BEGIN

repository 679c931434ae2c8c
pub mod mutators;
pub mod selectors;
pub mod spec;
use askama::Template;
use axum::{
    Form,
    extract::{Path, State},
    http::StatusCode,
    response::{Html, Redirect},
};
use standard_error::{HtmlRes, Interpolate, StandardError, Status};

use crate::{
    pkg::{
        internal::adaptors::jobs::{mutators::JobMutator, selectors::JobSelector},
        server::{
            handlers::jobs::CreateJobInput,
            state::AppState,
            uispec::{AddJob, Dashboard, Details, NotFound},
        },
    },
    prelude::Result,
};

fn render(template: &impl Template) -> Result<Html<String>> {
    let page = template
        .render()
        .map_err(|e| StandardError::new("ERR-TPL-001").interpolate_err(e.to_string()))?;
    Ok(Html(page))
}

pub async fn home(State(state): State<AppState>) -> Result<Html<String>> {
    let jobs = JobSelector::new(&state.store).get_all().await;
    tracing::debug!("rendering dashboard with {} jobs", jobs.len());
    render(&Dashboard { jobs })
}

// ids that are not integers can never match, so they get the same page
pub async fn details(
    State(state): State<AppState>,
    Path(id): Path<String>,
) -> Result<(StatusCode, Html<String>)> {
    let job = match id.parse::<i64>() {
        Ok(id) => JobSelector::new(&state.store).get_by_id(id).await,
        Err(_) => None,
    };
    match job {
        Some(job) => Ok((StatusCode::OK, render(&Details { job })?)),
        None => {
            tracing::debug!("job {} not found", &id);
            Ok((StatusCode::NOT_FOUND, render(&NotFound {})?))
        }
    }
}

pub async fn add_form() -> Result<Html<String>> {
    render(&AddJob::default())
}

pub async fn add(
    State(state): State<AppState>,
    Form(input): Form<CreateJobInput>,
) -> Result<Redirect> {
    let job = match input.into_new_job() {
        Ok(job) => job,
        Err(mut e) => {
            tracing::warn!("rejected invalid add-job form");
            let page = render(&AddJob::rejected())?.0;
            return Err(e.code(StatusCode::BAD_REQUEST).template(page));
        }
    };
    let entry = JobMutator::new(&state.store).create(job).await;
    tracing::info!("added job #{} ({} at {})", entry.id, &entry.title, &entry.company);
    Ok(Redirect::to("/"))
}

END

* _Exercise brief_: Which lines in the data above hold the string "entry"? Return each of them.

* _Answer to the problem_:
    let entry = JobMutator::new(&state.store).create(job).await;
    tracing::info!("added job #{} ({} at {})", entry.id, &entry.title, &entry.company);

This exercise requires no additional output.